A list of all the posts and pages found on the site. For you robots out there is an XML version available for digesting as well.

Pages

Posts

Future Blog Post

Published:

This post will show up by default. To disable scheduling of future posts, edit config.yml and set future: false.

Blog Post number 4

Published:

This is a sample blog post. Lorem ipsum I can’t remember the rest of lorem ipsum and don’t have an internet connection right now. Testing testing testing this blog post. Blog posts are cool.

Blog Post number 3

Published:

This is a sample blog post. Lorem ipsum I can’t remember the rest of lorem ipsum and don’t have an internet connection right now. Testing testing testing this blog post. Blog posts are cool.

Blog Post number 2

Published:

This is a sample blog post. Lorem ipsum I can’t remember the rest of lorem ipsum and don’t have an internet connection right now. Testing testing testing this blog post. Blog posts are cool.

Blog Post number 1

Published:

This is a sample blog post. Lorem ipsum I can’t remember the rest of lorem ipsum and don’t have an internet connection right now. Testing testing testing this blog post. Blog posts are cool.

portfolio

publications

Neural Tangent Kernels Motivate Cross-Covariance Graphs in Neural Networks

Published in ICML, 2024

Neural tangent kernels (NTKs) provide a theoretical regime to analyze the learning and generalization behavior of over-parametrized neural networks.
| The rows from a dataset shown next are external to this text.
//! Color definitions for the built-in style schemes
//!
//! All colors are RGB565, the native format of the small TFT panels the
//! widget layer targets.
//!
//! # RGB565 Format
//! - Red: 5 bits (0-31)
//! - Green: 6 bits (0-63)
//! - Blue: 5 bits (0-31)
//!
//! To convert from 8-bit RGB: R>>3, G>>2, B>>3

use embedded_graphics::pixelcolor::Rgb565;

// ============================================================================
// Surfaces
// ============================================================================

/// Screen background - very dark gray-blue
pub const COLOR_BACKGROUND: Rgb565 = Rgb565::new(18 >> 3, 23 >> 2, 24 >> 3);

/// Widget face - slightly lighter than the background
pub const COLOR_FACE: Rgb565 = Rgb565::new(38 >> 3, 46 >> 2, 48 >> 3);

/// Pressed/selected face - teal accent
pub const COLOR_FACE_ACTIVE: Rgb565 = Rgb565::new(29 >> 3, 96 >> 2, 80 >> 3);

/// Disabled face
pub const COLOR_FACE_DISABLED: Rgb565 = Rgb565::new(26 >> 3, 32 >> 2, 33 >> 3);

// ============================================================================
// Emboss
// ============================================================================

/// Highlight edge of a raised panel
pub const COLOR_EMBOSS_LIGHT: Rgb565 = Rgb565::new(88 >> 3, 104 >> 2, 108 >> 3);

/// Shadow edge of a raised panel
pub const COLOR_EMBOSS_DARK: Rgb565 = Rgb565::new(8 >> 3, 10 >> 2, 11 >> 3);

// ============================================================================
// Text Colors
// ============================================================================

/// Pure white - maximum brightness in RGB565
pub const WHITE: Rgb565 = Rgb565::new(31, 63, 31);

/// Light gray - for text on active faces
pub const LIGHT_GRAY: Rgb565 = Rgb565::new(21, 42, 21);

/// Medium gray - for disabled text
pub const GRAY: Rgb565 = Rgb565::new(16, 32, 16);

/// Near black - text on light schemes
pub const DARK_GRAY: Rgb565 = Rgb565::new(4, 8, 4);

/// Bright teal-green accent
pub const COLOR_ACCENT: Rgb565 = Rgb565::new(95 >> 3, 185 >> 2, 141 >> 3);
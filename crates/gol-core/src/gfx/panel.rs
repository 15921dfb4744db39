//! Raised/sunken 3D panel shared by all widget faces.

use embedded_graphics::pixelcolor::Rgb565;
use embedded_graphics::prelude::*;

use super::{Gfx, LineStyle};
use crate::ui::core::BoundingBox;

/// Colors and geometry of one panel
#[derive(Debug, Clone, Copy)]
pub(crate) struct PanelStyle {
    /// Face color, or `None` to leave the face untouched
    pub face: Option<Rgb565>,
    /// Top/left bevel color
    pub light: Rgb565,
    /// Bottom/right bevel color
    pub dark: Rgb565,
    pub emboss: u32,
    pub radius: u32,
}

impl PanelStyle {
    /// Same panel with the bevel colors swapped, for pressed faces
    pub fn sunken(mut self) -> Self {
        core::mem::swap(&mut self.light, &mut self.dark);
        self
    }
}

pub(crate) fn draw_panel<G: Gfx>(
    gfx: &mut G,
    area: BoundingBox,
    style: &PanelStyle,
) -> Result<(), G::Error> {
    gfx.set_line_style(LineStyle::Solid);
    let emboss = style.emboss as i32;

    if style.radius > 0 {
        // Rounded panels get a single-tone rim
        gfx.set_color(style.dark);
        for ring in 0..emboss {
            let r = style.radius.saturating_sub(ring as u32);
            gfx.rounded_rectangle(area.inset(ring).to_rectangle(), r)?;
        }
        if let Some(face) = style.face {
            gfx.set_color(face);
            let r = style.radius.saturating_sub(style.emboss);
            gfx.fill_rounded_rectangle(area.inset(emboss).to_rectangle(), r)?;
        }
        return Ok(());
    }

    for ring in 0..emboss {
        let b = area.inset(ring);
        gfx.set_color(style.light);
        gfx.line(Point::new(b.left, b.top), Point::new(b.right, b.top))?;
        gfx.line(Point::new(b.left, b.top), Point::new(b.left, b.bottom))?;
        gfx.set_color(style.dark);
        gfx.line(Point::new(b.left, b.bottom), Point::new(b.right, b.bottom))?;
        gfx.line(Point::new(b.right, b.top), Point::new(b.right, b.bottom))?;
    }

    if let Some(face) = style.face {
        gfx.set_color(face);
        gfx.fill_rectangle(area.inset(emboss).to_rectangle())?;
    }
    Ok(())
}
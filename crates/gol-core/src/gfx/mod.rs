//! Display driver interface consumed by the widget draw routines.
//!
//! Widgets never talk to a `DrawTarget` directly. They issue primitives
//! through [`Gfx`], which also reports whether the rendering pipeline can
//! accept more work. Every draw stage checks [`Gfx::ready`] before issuing
//! anything and bails out with [`DrawStatus::Incomplete`] otherwise, so a
//! slow or asynchronous display never blocks the UI loop.

mod canvas;
mod panel;

pub use canvas::Canvas;
pub(crate) use panel::{PanelStyle, draw_panel};

use embedded_graphics::image::ImageRaw;
use embedded_graphics::mono_font::MonoFont;
use embedded_graphics::pixelcolor::Rgb565;
use embedded_graphics::prelude::*;
use embedded_graphics::primitives::Rectangle;
use log::warn;

/// Result of one call to a widget's draw routine
#[derive(Debug, Clone, Copy, PartialEq, Eq)]
pub enum DrawStatus {
    /// Everything requested has been drawn
    Complete,
    /// The pipeline was busy; call again later to resume
    Incomplete,
}

/// Tri-state status of the rendering pipeline
#[derive(Debug, Clone, Copy, PartialEq, Eq, Default)]
pub enum RenderStatus {
    #[default]
    Idle,
    Busy,
    /// The previous primitive failed; the caller should retry later
    Failed,
}

/// Stroke pattern for outlines and lines
#[derive(Debug, Clone, Copy, PartialEq, Eq, Default)]
pub enum LineStyle {
    #[default]
    Solid,
    Dashed,
    Dotted,
}

impl LineStyle {
    /// Whether the `n`th pixel along a stroke is lit
    pub fn lit(&self, n: usize) -> bool {
        match self {
            Self::Solid => true,
            Self::Dashed => n % 6 < 4,
            Self::Dotted => n % 2 == 0,
        }
    }
}

#[derive(Debug, Clone, Copy, PartialEq, Eq, Default)]
pub enum HorizontalAlign {
    Left,
    #[default]
    Center,
    Right,
}

#[derive(Debug, Clone, Copy, PartialEq, Eq, Default)]
pub enum VerticalAlign {
    Top,
    #[default]
    Center,
    Bottom,
}

/// Placement of text inside a text box
#[derive(Debug, Clone, Copy, PartialEq, Eq, Default)]
pub struct TextAlignment {
    pub horizontal: HorizontalAlign,
    pub vertical: VerticalAlign,
}

impl TextAlignment {
    pub const CENTER: Self = Self::new(HorizontalAlign::Center, VerticalAlign::Center);
    pub const LEFT: Self = Self::new(HorizontalAlign::Left, VerticalAlign::Center);
    pub const RIGHT: Self = Self::new(HorizontalAlign::Right, VerticalAlign::Center);
    pub const TOP_LEFT: Self = Self::new(HorizontalAlign::Left, VerticalAlign::Top);

    pub const fn new(horizontal: HorizontalAlign, vertical: VerticalAlign) -> Self {
        Self {
            horizontal,
            vertical,
        }
    }
}

/// Primitive drawing operations plus pipeline status.
///
/// Outline primitives honour the current [`LineStyle`]; all primitives use
/// the color last passed to [`Gfx::set_color`].
pub trait Gfx {
    type Error;

    /// Current pipeline status. Drivers may reset a `Failed` status once it
    /// has been reported.
    fn render_status(&mut self) -> RenderStatus;

    fn set_color(&mut self, color: Rgb565);
    fn set_line_style(&mut self, style: LineStyle);
    fn set_font(&mut self, font: &'static MonoFont<'static>);

    fn rectangle(&mut self, area: Rectangle) -> Result<(), Self::Error>;
    fn fill_rectangle(&mut self, area: Rectangle) -> Result<(), Self::Error>;
    fn rounded_rectangle(&mut self, area: Rectangle, radius: u32) -> Result<(), Self::Error>;
    fn fill_rounded_rectangle(&mut self, area: Rectangle, radius: u32)
    -> Result<(), Self::Error>;
    fn circle(&mut self, center: Point, radius: u32) -> Result<(), Self::Error>;
    fn fill_circle(&mut self, center: Point, radius: u32) -> Result<(), Self::Error>;
    fn line(&mut self, start: Point, end: Point) -> Result<(), Self::Error>;
    fn image(
        &mut self,
        top_left: Point,
        image: &ImageRaw<'static, Rgb565>,
    ) -> Result<(), Self::Error>;
    /// Draw `text` inside `area`, clipped to it
    fn text_box(
        &mut self,
        area: Rectangle,
        text: &str,
        alignment: TextAlignment,
    ) -> Result<(), Self::Error>;

    /// Whether a draw stage may issue primitives now.
    fn ready(&mut self) -> bool {
        match self.render_status() {
            RenderStatus::Idle => true,
            RenderStatus::Busy => false,
            RenderStatus::Failed => {
                warn!("Render pipeline reported a failure, deferring draw");
                false
            }
        }
    }
}
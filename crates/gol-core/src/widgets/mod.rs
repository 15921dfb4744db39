//! Widget variants and the uniform contract they share.
//!
//! Every variant carries a [`Header`] and implements [`Control`]:
//!
//! - `translate` maps a raw [`Message`] to a semantic [`Action`] without
//!   touching state. Disabled widgets always yield `None`.
//! - `apply` performs the state change for an action and records which
//!   parts of the widget need redrawing.
//! - `draw` is a resumable state machine. Each stage first asks the
//!   driver whether it is [`Gfx::ready`]; if not, it returns
//!   [`DrawStatus::Incomplete`] and resumes at the same stage next time.
//!   The start stage takes the pending [`DrawRequests`]; anything requested
//!   after that is left for the next pass.
//! - `free` releases auxiliary storage (list items, text buffers).
//!
//! [`Widget`] wraps the variants in an enum so heterogeneous widgets can be
//! stored in one list; `Control::draw` is generic over the driver and would
//! not be object safe behind `dyn`.

mod button;
mod list_box;
mod radio_button;
mod text_entry;

use alloc::rc::Rc;

pub use button::Button;
pub use list_box::{ItemHandle, ItemStatus, ListBox, ListItem};
pub use radio_button::RadioButton;
pub use text_entry::TextEntry;

use crate::gfx::{DrawStatus, Gfx, LineStyle};
use crate::ui::core::{Action, BoundingBox, Message, WidgetId, WidgetKind};
use crate::ui::state::{DrawRequests, Properties};
use crate::ui::styling::StyleScheme;

/// Maximum label length for buttons and radio buttons, in bytes
pub const LABEL_CAPACITY: usize = 32;

/// Fixed-capacity label text
pub type Label = heapless::String<LABEL_CAPACITY>;

/// Copy `text` into a [`Label`], cutting at the last character that fits.
pub(crate) fn make_label(text: &str) -> Label {
    let mut label = Label::new();
    for ch in text.chars() {
        if label.push(ch).is_err() {
            log::debug!("Label truncated to {} bytes", label.len());
            break;
        }
    }
    label
}

// ============================================================================
// Header
// ============================================================================

/// Fields common to every widget
#[derive(Clone)]
pub struct Header {
    pub id: WidgetId,
    pub bounds: BoundingBox,
    pub properties: Properties,
    pub requests: DrawRequests,
    pub scheme: Rc<StyleScheme>,
    /// Requests taken by the draw pass in progress
    pass: Option<DrawRequests>,
}

impl Header {
    /// New header with a full redraw pending
    pub fn new(id: WidgetId, bounds: BoundingBox, scheme: Rc<StyleScheme>) -> Self {
        Self {
            id,
            bounds,
            properties: Properties::default(),
            requests: DrawRequests::FULL,
            scheme,
            pass: None,
        }
    }

    /// Move the pending requests into the pass that is starting.
    ///
    /// A pass restarted after a driver error keeps what it had already taken.
    pub(crate) fn begin_pass(&mut self) -> DrawRequests {
        let mut requests = self.pass.unwrap_or_default();
        requests.merge(core::mem::take(&mut self.requests));
        self.pass = Some(requests);
        requests
    }

    /// Requests the pass in progress started with
    pub(crate) fn pass_requests(&self) -> DrawRequests {
        self.pass.unwrap_or_default()
    }

    pub(crate) fn end_pass(&mut self) -> DrawStatus {
        self.pass = None;
        DrawStatus::Complete
    }

    /// Whether a draw pass has started and not yet completed
    pub fn is_drawing(&self) -> bool {
        self.pass.is_some()
    }
}

/// Fill the widget's bounds with the scheme background.
pub(crate) fn erase<G: Gfx>(gfx: &mut G, header: &Header) -> Result<(), G::Error> {
    gfx.set_line_style(LineStyle::Solid);
    gfx.set_color(header.scheme.common_background_color);
    gfx.fill_rectangle(header.bounds.to_rectangle())
}

// ============================================================================
// Control contract
// ============================================================================

/// Operations every widget variant provides
pub trait Control {
    fn header(&self) -> &Header;
    fn header_mut(&mut self) -> &mut Header;

    /// Map `message` to an action. Must not mutate state.
    fn translate(&self, message: &Message) -> Option<Action>;

    /// Perform the state change for `action`.
    fn apply(&mut self, action: Action, message: &Message);

    /// Advance the draw state machine as far as the driver allows.
    fn draw<G: Gfx>(&mut self, gfx: &mut G) -> Result<DrawStatus, G::Error>;

    /// Release auxiliary storage ahead of removal.
    fn free(&mut self) {}

    /// Whether the widget may currently hold keyboard focus
    fn can_focus(&self) -> bool {
        !self.header().properties.disabled
    }

    fn id(&self) -> WidgetId {
        self.header().id
    }

    fn bounds(&self) -> BoundingBox {
        self.header().bounds
    }

    fn properties(&self) -> &Properties {
        &self.header().properties
    }

    fn requests(&self) -> &DrawRequests {
        &self.header().requests
    }

    /// Whether [`draw`](Self::draw) has work to do: pending requests or a
    /// suspended pass.
    fn needs_draw(&self) -> bool {
        let header = self.header();
        header.requests.any() || header.is_drawing()
    }
}

// ============================================================================
// Widget enum
// ============================================================================

/// Any widget the list can hold
pub enum Widget {
    Button(Button),
    RadioButton(RadioButton),
    ListBox(ListBox),
    TextEntry(TextEntry),
}

macro_rules! dispatch {
    ($self:expr, $w:ident => $body:expr) => {
        match $self {
            Widget::Button($w) => $body,
            Widget::RadioButton($w) => $body,
            Widget::ListBox($w) => $body,
            Widget::TextEntry($w) => $body,
        }
    };
}

impl Widget {
    pub fn kind(&self) -> WidgetKind {
        match self {
            Self::Button(_) => WidgetKind::Button,
            Self::RadioButton(_) => WidgetKind::RadioButton,
            Self::ListBox(_) => WidgetKind::ListBox,
            Self::TextEntry(_) => WidgetKind::TextEntry,
        }
    }
}

impl Control for Widget {
    fn header(&self) -> &Header {
        dispatch!(self, w => w.header())
    }

    fn header_mut(&mut self) -> &mut Header {
        dispatch!(self, w => w.header_mut())
    }

    fn translate(&self, message: &Message) -> Option<Action> {
        dispatch!(self, w => w.translate(message))
    }

    fn apply(&mut self, action: Action, message: &Message) {
        dispatch!(self, w => w.apply(action, message))
    }

    fn draw<G: Gfx>(&mut self, gfx: &mut G) -> Result<DrawStatus, G::Error> {
        dispatch!(self, w => w.draw(gfx))
    }

    fn free(&mut self) {
        dispatch!(self, w => w.free())
    }

    fn can_focus(&self) -> bool {
        dispatch!(self, w => w.can_focus())
    }
}

impl From<Button> for Widget {
    fn from(button: Button) -> Self {
        Self::Button(button)
    }
}

impl From<RadioButton> for Widget {
    fn from(radio: RadioButton) -> Self {
        Self::RadioButton(radio)
    }
}

impl From<ListBox> for Widget {
    fn from(list: ListBox) -> Self {
        Self::ListBox(list)
    }
}

impl From<TextEntry> for Widget {
    fn from(entry: TextEntry) -> Self {
        Self::TextEntry(entry)
    }
}
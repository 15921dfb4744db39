//! Desktop simulator for the gol-rs widget layer.
//!
//! Builds a demo screen with every widget variant and renders it in an SDL2
//! window via `embedded-graphics-simulator`. Input is routed through the
//! same message channel firmware drivers use.
//!
//! # Key bindings
//!
//! | Key             | Action                              |
//! |-----------------|-------------------------------------|
//! | Tab / Shift+Tab | Move focus                          |
//! | Space / Enter   | Activate the focused widget         |
//! | Up / Down       | Move the list box focus             |
//! | Backspace       | Delete the last entry character     |
//! | Letters, digits | Type into the focused text entry    |
//! | B               | Toggle simulated display busy state |
//! | Esc             | Quit                                |
//!
//! Mouse buttons and drags are forwarded as pointer messages.

use std::rc::Rc;
use std::time::{Duration, Instant};

use embedded_graphics::pixelcolor::Rgb565;
use embedded_graphics::prelude::*;
use embedded_graphics_simulator::{
    OutputSettingsBuilder, SimulatorDisplay, SimulatorEvent, Window, sdl2::Keycode,
};
use log::{debug, info, warn};

use gol_core::framebuffer::FrameBuffer;
use gol_core::input::{message_receiver, message_sender};
use gol_core::ui::{ButtonAction, KeyPhase, ScanCode, TouchPhase};
use gol_core::{
    Action, BoundingBox, Button, Canvas, Control, DrawStatus, GolConfig, GolResult, KeyEvent,
    ListBox, Message, RadioButton, RenderStatus, StyleScheme, TextEntry, WidgetHandle, WidgetList,
};

// ---------------------------------------------------------------------------
// Display constants
// ---------------------------------------------------------------------------

const DISPLAY_WIDTH_PX: u32 = 320;
const DISPLAY_HEIGHT_PX: u32 = 240;

/// Pixel scale factor for the simulator window.
const WINDOW_SCALE: u32 = 2;

/// Target frame duration (~30 FPS).
const FRAME_DURATION: Duration = Duration::from_millis(33);

const CARET_BLINK: Duration = Duration::from_millis(500);

/// Draw passes attempted per frame before handing control back to SDL.
const DRAW_ATTEMPTS_PER_FRAME: usize = 8;

// ---------------------------------------------------------------------------
// Demo screen
// ---------------------------------------------------------------------------

mod ids {
    use gol_core::WidgetId;

    pub const TOGGLE: WidgetId = 1;
    pub const CLEAR: WidgetId = 2;
    pub const RED: WidgetId = 10;
    pub const GREEN: WidgetId = 11;
    pub const BLUE: WidgetId = 12;
    pub const FRUIT: WidgetId = 20;
    pub const NAME: WidgetId = 30;
}

struct Screen {
    list: WidgetList,
    clear: WidgetHandle,
    fruit: WidgetHandle,
    name: WidgetHandle,
}

fn build_screen(config: &GolConfig) -> GolResult<Screen> {
    let scheme = Rc::new(config.to_scheme());
    let mut list = config.widget_list();

    list.add(
        Button::new(ids::TOGGLE, BoundingBox::new(10, 10, 110, 40), scheme.clone())
            .with_text("Toggle")
            .toggle()
            .focused(),
    )?;
    let clear = list.add(
        Button::new(ids::CLEAR, BoundingBox::new(120, 10, 220, 40), scheme.clone())
            .with_text("Clear")
            .with_radius(6),
    )?;

    for (index, (id, label)) in [(ids::RED, "Red"), (ids::GREEN, "Green"), (ids::BLUE, "Blue")]
        .into_iter()
        .enumerate()
    {
        let top = 55 + index as i32 * 22;
        let mut radio =
            RadioButton::new(id, BoundingBox::new(10, top, 110, top + 18), scheme.clone())
                .with_text(label);
        if index == 0 {
            radio = radio.group_leader().checked();
        }
        list.add(radio)?;
    }

    let fruit = list.add(
        ListBox::new(ids::FRUIT, BoundingBox::new(120, 55, 310, 140), scheme.clone())
            .single_select()
            .with_lines("Apple\nBanana\nCherry\nDate\nElderberry\nFig\nGrape")?,
    )?;

    let name = list.add(
        TextEntry::new(ids::NAME, BoundingBox::new(10, 160, 310, 182), 24, scheme)?
            .with_text("gol")?,
    )?;

    Ok(Screen {
        list,
        clear,
        fruit,
        name,
    })
}

// ---------------------------------------------------------------------------
// Input mapping
// ---------------------------------------------------------------------------

fn keycode_to_scan(keycode: Keycode) -> Option<ScanCode> {
    match keycode {
        Keycode::Return | Keycode::KpEnter => Some(ScanCode::ENTER),
        Keycode::Space => Some(ScanCode::SPACE),
        Keycode::Backspace => Some(ScanCode::BACKSPACE),
        Keycode::Delete => Some(ScanCode::DELETE),
        Keycode::Up => Some(ScanCode::UP),
        Keycode::Down => Some(ScanCode::DOWN),
        Keycode::Left => Some(ScanCode::LEFT),
        Keycode::Right => Some(ScanCode::RIGHT),
        Keycode::Home => Some(ScanCode::HOME),
        Keycode::End => Some(ScanCode::END),
        Keycode::PageUp => Some(ScanCode::PAGE_UP),
        Keycode::PageDown => Some(ScanCode::PAGE_DOWN),
        _ => None,
    }
}

/// Printable character for a letter or digit key
fn keycode_to_char(keycode: Keycode, shift: bool) -> Option<char> {
    let name = keycode.name();
    let mut chars = name.chars();
    let ch = chars.next()?;
    if chars.next().is_some() || !ch.is_ascii_alphanumeric() {
        return None;
    }
    Some(if shift {
        ch.to_ascii_uppercase()
    } else {
        ch.to_ascii_lowercase()
    })
}

fn send(message: Message) {
    if message_sender().try_send(message).is_err() {
        warn!("Message queue full, dropping {:?}", message);
    }
}

// ---------------------------------------------------------------------------
// Entry point
// ---------------------------------------------------------------------------

fn main() {
    env_logger::init();
    info!("Starting gol-rs simulator");
    info!(
        "Display: {}×{} (scale {}×)",
        DISPLAY_WIDTH_PX, DISPLAY_HEIGHT_PX, WINDOW_SCALE
    );
    info!("Keys: Tab=Focus  Space/Enter=Activate  Up/Down=List  B=Busy  Esc=Quit");

    let config = GolConfig::default();
    let mut screen = match build_screen(&config) {
        Ok(screen) => screen,
        Err(e) => {
            log::error!("Failed to build demo screen: {}", e);
            return;
        }
    };

    let mut display =
        SimulatorDisplay::<Rgb565>::new(Size::new(DISPLAY_WIDTH_PX, DISPLAY_HEIGHT_PX));
    let background = StyleScheme::default().common_background_color;
    let mut framebuffer = FrameBuffer::new(Size::new(DISPLAY_WIDTH_PX, DISPLAY_HEIGHT_PX));
    let _ = framebuffer.clear(background);
    let mut canvas = Canvas::new(framebuffer);

    let output_settings = OutputSettingsBuilder::new().scale(WINDOW_SCALE).build();
    let mut window = Window::new("GOL Simulator", &output_settings);

    // The SDL window is lazily initialized on the first `update()` call.
    // We must call `update()` once before `events()` or it will panic.
    let _ = canvas.target_mut().flush(&mut display);
    window.update(&display);

    let receiver = message_receiver();
    let mut shift = false;
    let mut mouse_down = false;
    let mut simulate_busy = false;
    let mut caret_on = false;
    let mut last_blink = Instant::now();
    let mut frame: usize = 0;

    // -----------------------------------------------------------------------
    // Main loop
    // -----------------------------------------------------------------------
    'running: loop {
        let frame_start = Instant::now();
        frame += 1;

        // --- SDL events ---------------------------------------------------
        for event in window.events() {
            match event {
                SimulatorEvent::Quit => break 'running,

                SimulatorEvent::KeyDown { keycode, .. } => match keycode {
                    Keycode::Escape => break 'running,
                    Keycode::LShift | Keycode::RShift => shift = true,
                    Keycode::Tab => {
                        let moved = if shift {
                            screen.list.focus_prev()
                        } else {
                            screen.list.focus_next()
                        };
                        debug!("Focus → {:?}", moved);
                    }
                    Keycode::B => {
                        simulate_busy = !simulate_busy;
                        info!("Simulated busy display: {}", simulate_busy);
                    }
                    _ => {
                        let Some(target) = screen
                            .list
                            .focused()
                            .and_then(|h| screen.list.widget(h))
                            .map(|w| w.id())
                        else {
                            continue;
                        };
                        if let Some(code) = keycode_to_scan(keycode) {
                            send(Message::key(target, KeyEvent::pressed(code)));
                        } else if let Some(ch) = keycode_to_char(keycode, shift) {
                            send(Message::key(target, KeyEvent::Char(ch)));
                        }
                    }
                },

                SimulatorEvent::KeyUp { keycode, .. } => match keycode {
                    Keycode::LShift | Keycode::RShift => shift = false,
                    _ => {
                        let focused = screen.list.focused().and_then(|h| screen.list.widget(h));
                        if let (Some(widget), Some(code)) = (focused, keycode_to_scan(keycode)) {
                            let target = widget.id();
                            send(Message::key(
                                target,
                                KeyEvent::Scan {
                                    code,
                                    phase: KeyPhase::Released,
                                },
                            ));
                        }
                    }
                },

                SimulatorEvent::MouseButtonDown { point, .. } => {
                    mouse_down = true;
                    send(Message::press(point.x, point.y));
                }

                SimulatorEvent::MouseButtonUp { point, .. } => {
                    mouse_down = false;
                    send(Message::release(point.x, point.y));
                }

                SimulatorEvent::MouseMove { point } if mouse_down => {
                    send(Message::Pointer {
                        x: point.x,
                        y: point.y,
                        phase: TouchPhase::Move,
                    });
                }

                _ => {}
            }
        }

        // --- Message dispatch -----------------------------------------------
        while let Ok(message) = receiver.try_receive() {
            let mut released = Vec::new();
            screen.list.message(&message, |handle, action, _| {
                debug!("{:?} → {:?}", handle, action);
                if action == Action::Button(ButtonAction::Released) {
                    released.push(handle);
                }
                true
            });

            if released.contains(&screen.clear)
                && let Ok(entry) = screen.list.text_entry_mut(screen.name)
            {
                let _ = entry.set_text("");
            }
        }

        // --- Caret blink ------------------------------------------------------
        if last_blink.elapsed() >= CARET_BLINK {
            caret_on = !caret_on;
            if let Ok(entry) = screen.list.text_entry_mut(screen.name) {
                if caret_on {
                    entry.show_caret();
                } else {
                    entry.hide_caret();
                }
            }
            last_blink = Instant::now();
        }

        // --- Render -------------------------------------------------------
        for attempt in 0..DRAW_ATTEMPTS_PER_FRAME {
            // Every third attempt sees a busy pipeline to exercise resumption
            let busy = simulate_busy && (frame + attempt) % 3 == 0;
            canvas.set_render_status(if busy {
                RenderStatus::Busy
            } else {
                RenderStatus::Idle
            });

            let Ok(status) = screen.list.draw_all(&mut canvas);
            if status == DrawStatus::Complete {
                break;
            }
        }

        if let Ok(fruit) = screen.list.list_box(screen.fruit)
            && frame % 90 == 0
            && let Some(selected) = fruit.selection_get(None).and_then(|h| fruit.item(h))
        {
            debug!("Selected fruit: {}", selected.text());
        }

        let _ = canvas.target_mut().flush(&mut display);
        window.update(&display);

        // --- Frame pacing -------------------------------------------------
        let elapsed = frame_start.elapsed();
        if elapsed < FRAME_DURATION {
            std::thread::sleep(FRAME_DURATION - elapsed);
        }
    }

    screen.list.remove_all();
    info!("Simulator exiting");
}
use crate::error::AppError;
use config::{Config as Cfg, File};
use serde::Deserialize;
use std::str::FromStr;

/// Deployment environment. Gates log verbosity in the secure logger.
#[derive(Debug, Clone, Copy, PartialEq, Eq, Default, Deserialize)]
#[serde(try_from = "String")]
pub enum Environment {
    #[default]
    Development,
    Staging,
    Production,
}

impl Environment {
    pub fn is_production(&self) -> bool {
        matches!(self, Environment::Production)
    }

    pub fn is_development(&self) -> bool {
        matches!(self, Environment::Development)
    }

    pub fn as_str(&self) -> &'static str {
        match self {
            Environment::Development => "development",
            Environment::Staging => "staging",
            Environment::Production => "production",
        }
    }
}

impl FromStr for Environment {
    type Err = String;

    fn from_str(s: &str) -> Result<Self, Self::Err> {
        match s.trim().to_lowercase().as_str() {
            "dev" | "development" => Ok(Environment::Development),
            "staging" => Ok(Environment::Staging),
            "prod" | "production" => Ok(Environment::Production),
            other => Err(format!(
                "invalid environment '{}', expected dev, staging or prod",
                other
            )),
        }
    }
}

impl TryFrom<String> for Environment {
    type Error = String;

    fn try_from(value: String) -> Result<Self, Self::Error> {
        value.parse()
    }
}

/// Settings shared by every service binary.
#[derive(Debug, Deserialize, Clone)]
pub struct Config {
    #[serde(default = "default_port")]
    pub port: u16,
    #[serde(default)]
    pub environment: Environment,
    #[serde(default = "default_log_level")]
    pub log_level: String,
}

impl Default for Config {
    fn default() -> Self {
        Self {
            port: default_port(),
            environment: Environment::default(),
            log_level: default_log_level(),
        }
    }
}

fn default_port() -> u16 {
    8080
}

fn default_log_level() -> String {
    "info".to_string()
}

impl Config {
    pub fn load() -> Result<Self, AppError> {
        dotenvy::dotenv().ok();

        let config = Cfg::builder()
            .add_source(File::with_name("configuration").required(false))
            .add_source(config::Environment::with_prefix("APP").separator("__"))
            .build()?;

        Ok(config.try_deserialize()?)
    }
}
By leveraging the structure of NTKs for graph neural networks (GNNs), we theoretically investigate NTKs and alignment, where our analysis reveals that optimizing the alignment translates to optimizing the graph representation in a GNN. Our results further establish theoretical guarantees on the optimality of the alignment for a two-layer GNN and these guarantees are characterized by the graph representation being a function of the cross-covariance between the input and the output data. The theoretical insights drawn from the analysis of NTKs are validated by our experiments focused on a multi-variate time series prediction task.

Download Paper

Constrained Diffusion Models via Dual Training

Published in NeurIPS, 2024

Diffusion models are prone to generating biased data based on the training dataset. To address this issue, we develop constrained diffusion models by imposing diffusion constraints based on desired distributions that are informed by requirements. We show that our constrained diffusion models generate new data from a mixture data distribution that achieves the optimal trade-off among objective and constraints. To train constrained diffusion models, we develop a dual training algorithm and characterize the optimality of the trained constrained diffusion model. In experiments these models effectively ensure fair sampling from underrepresented classes and prevent overfitting when adapting to new datasets.

Download Paper

Composition and Alignment of Diffusion Models using Constrained Learning

Published in NeurIPS, 2025

Diffusion models have become prevalent in generative modeling due to their ability to sample from complex distributions. To improve the quality of generated samples and their compliance with user requirements, two commonly used methods are: (i) Alignment, which involves fine-tuning a diffusion model to align it with a reward; and (ii) Composition, which combines several pre-trained diffusion models, each emphasizing a desirable attribute in the generated outputs. However, trade-offs often arise when optimizing for multiple rewards or combining multiple models, as they can often represent competing properties. Existing methods cannot guarantee that the resulting model faithfully generates samples with all the desired properties. To address this gap, we propose a constrained optimization framework that unifies alignment and composition of diffusion models by enforcing that the aligned model satisfies reward constraints and/or remains close to (potentially multiple) pre-trained models. We provide a theoretical characterization of the solutions to the constrained alignment and composition problems and develop a Lagrangian-based primal-dual training algorithm to approximate these solutions. Empirically, we demonstrate the effectiveness and merits of our proposed approach in image generation, applying it to alignment and composition, and show that our aligned or composed model satisfies constraints effectively, and improves on the equally-weighted approach.

Download Paper

talks

teaching

Teaching experience 1

Undergraduate course, University 1, Department, 2014

This is a description of a teaching experience. You can use markdown like any other post.

Teaching experience 2

Workshop, University 1, Department, 2015

This is a description of a teaching experience. You can use markdown like any other post.